Some heads are to roll. The Director of Safety is to leave as are the Directors of Finance and Human Resources. In addition, the company will replace all the non-executive directors over the next two years. A team of independent safety assessors will be appointed and more staff will be hired. In truth the measures are too little to restore confidence in the company's operations and too late to turn reprocessing into profit.

Nuclear power has had it. It was predicted that by this year there would be 4,000 atomic stations spread around the world; the actuality is less than 400. In the United States no nuclear plant has been commissioned in 20 years. The United Kingdom will never build another plant. The world's nuclear energy capacity is shrinking not just because it is unsafe but because it is too expensive. It was all meant to be so different; thousands of plants and a shortage of fuel - hence reprocessing to recover plutonium and uranium from reactor fuel. But now Sellafield is stuck with tons of plutonium and uranium which no-one wants.
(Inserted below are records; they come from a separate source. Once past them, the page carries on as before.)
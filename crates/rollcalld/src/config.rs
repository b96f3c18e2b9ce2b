use rollcall_core::{PipelineConfig, DEFAULT_TOLERANCE};
use std::path::PathBuf;
use std::time::Duration;

/// Daemon configuration, loaded from `ROLLCALL_*` environment variables.
pub struct Config {
    /// V4L2 device path (default: /dev/video0).
    pub camera_device: String,
    /// Path to the persisted known-face registry blob.
    pub registry_path: PathBuf,
    /// Path to the attendance CSV ledger.
    pub ledger_path: PathBuf,
    /// Directory of labeled seed images enrolled at startup.
    pub seed_dir: PathBuf,
    /// Unix socket of the external face detection/encoding service.
    pub encoder_socket: PathBuf,
    /// Distance tolerance shared by matcher and caches.
    pub tolerance: f32,
    /// Identity whose recognition logs attendance immediately.
    pub self_name: String,
    /// TTL of a prompt-suppression entry.
    pub prompt_ttl: Duration,
    /// Rolling window for per-name ledger writes.
    pub log_cooldown: Duration,
}

impl Config {
    pub fn from_env() -> Self {
        let data_dir = std::env::var("XDG_DATA_HOME")
            .map(PathBuf::from)
            .unwrap_or_else(|_| {
                let home = std::env::var("HOME").unwrap_or_else(|_| "/tmp".to_string());
                PathBuf::from(home).join(".local/share")
            })
            .join("rollcall");

        Self {
            camera_device: std::env::var("ROLLCALL_CAMERA_DEVICE")
                .unwrap_or_else(|_| "/dev/video0".to_string()),
            registry_path: env_path("ROLLCALL_REGISTRY_PATH", data_dir.join("faces.bin")),
            ledger_path: env_path("ROLLCALL_LEDGER_PATH", data_dir.join("attendance.csv")),
            seed_dir: env_path("ROLLCALL_SEED_DIR", data_dir.join("known")),
            encoder_socket: env_path(
                "ROLLCALL_ENCODER_SOCKET",
                PathBuf::from("/run/rollcall/encoder.sock"),
            ),
            tolerance: env_f32("ROLLCALL_TOLERANCE", DEFAULT_TOLERANCE),
            self_name: std::env::var("ROLLCALL_SELF_NAME").unwrap_or_default(),
            prompt_ttl: Duration::from_secs(env_u64("ROLLCALL_PROMPT_TTL_SECS", 5)),
            log_cooldown: Duration::from_secs(env_u64("ROLLCALL_LOG_COOLDOWN_SECS", 300)),
        }
    }

    pub fn pipeline(&self) -> PipelineConfig {
        PipelineConfig {
            tolerance: self.tolerance,
            self_name: self.self_name.clone(),
            prompt_ttl: self.prompt_ttl,
            registry_path: self.registry_path.clone(),
        }
    }
}

fn env_path(key: &str, default: PathBuf) -> PathBuf {
    std::env::var(key).map(PathBuf::from).unwrap_or(default)
}

fn env_f32(key: &str, default: f32) -> f32 {
    std::env::var(key)
        .ok()
        .and_then(|v| v.parse().ok())
        .unwrap_or(default)
}

fn env_u64(key: &str, default: u64) -> u64 {
    std::env::var(key)
        .ok()
        .and_then(|v| v.parse().ok())
        .unwrap_or(default)
}
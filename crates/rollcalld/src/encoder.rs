//! Client for the external face detection/encoding service.
//!
//! Feature extraction is heavyweight and model-dependent, so it runs out
//! of process; the daemon talks to it over a Unix socket with
//! length-prefixed bincode messages, one request per response.

use rollcall_core::{Detection, Embedding, EncoderError, FaceEncoder, Frame};
use serde::{Deserialize, Serialize};
use std::io::{Read, Write};
use std::os::unix::net::UnixStream;
use std::path::Path;

#[derive(Serialize, Deserialize)]
enum EncodeRequest {
    /// Every face in a live frame.
    DetectAll {
        width: u32,
        height: u32,
        pixels: Vec<u8>,
    },
    /// At most one face from a still image.
    EncodeOne {
        width: u32,
        height: u32,
        pixels: Vec<u8>,
    },
}

#[derive(Serialize, Deserialize)]
enum EncodeResponse {
    Faces(Vec<Detection>),
    Face(Option<Embedding>),
    Error(String),
}

#[derive(Debug)]
pub struct EncoderClient {
    stream: UnixStream,
}

impl EncoderClient {
    pub fn connect(socket_path: &Path) -> Result<Self, EncoderError> {
        let stream = UnixStream::connect(socket_path).map_err(|e| {
            EncoderError::Unavailable(format!("{}: {e}", socket_path.display()))
        })?;
        tracing::info!(socket = %socket_path.display(), "connected to encoder service");
        Ok(Self { stream })
    }

    fn round_trip(&mut self, request: &EncodeRequest) -> Result<EncodeResponse, EncoderError> {
        let payload =
            bincode::serialize(request).map_err(|e| EncoderError::Failed(e.to_string()))?;
        self.stream
            .write_all(&(payload.len() as u32).to_le_bytes())?;
        self.stream.write_all(&payload)?;

        let mut len_buf = [0u8; 4];
        self.stream.read_exact(&mut len_buf)?;
        let mut reply = vec![0u8; u32::from_le_bytes(len_buf) as usize];
        self.stream.read_exact(&mut reply)?;
        bincode::deserialize(&reply).map_err(|e| EncoderError::Failed(e.to_string()))
    }
}

impl FaceEncoder for EncoderClient {
    fn detect_and_encode(&mut self, frame: &Frame) -> Result<Vec<Detection>, EncoderError> {
        let request = EncodeRequest::DetectAll {
            width: frame.width,
            height: frame.height,
            pixels: frame.data.clone(),
        };
        match self.round_trip(&request)? {
            EncodeResponse::Faces(faces) => Ok(faces),
            EncodeResponse::Error(msg) => Err(EncoderError::Failed(msg)),
            EncodeResponse::Face(_) => Err(EncoderError::Failed("unexpected response".into())),
        }
    }

    fn encode(&mut self, frame: &Frame) -> Result<Option<Embedding>, EncoderError> {
        let request = EncodeRequest::EncodeOne {
            width: frame.width,
            height: frame.height,
            pixels: frame.data.clone(),
        };
        match self.round_trip(&request)? {
            EncodeResponse::Face(embedding) => Ok(embedding),
            EncodeResponse::Error(msg) => Err(EncoderError::Failed(msg)),
            EncodeResponse::Faces(_) => Err(EncoderError::Failed("unexpected response".into())),
        }
    }
}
Reprocessing pollutes the air and the sea with radioactivity and the process, by its nature, is unsafe. There is an alternative. Storage of used nuclear fuels carries less risk, does not release pollutants and the cost is less than half that of reprocessing. BNFL could have a viable future in storage and in clearing up the world's nuclear contamination - nearly (pounds) 400 billion worth of business in the US alone. The British government is letting the fear of job loss anger get in the way of safety and common-sense. It should face up to reality and close down a business which is uneconomic, unnecessary and, of most importance, unsafe.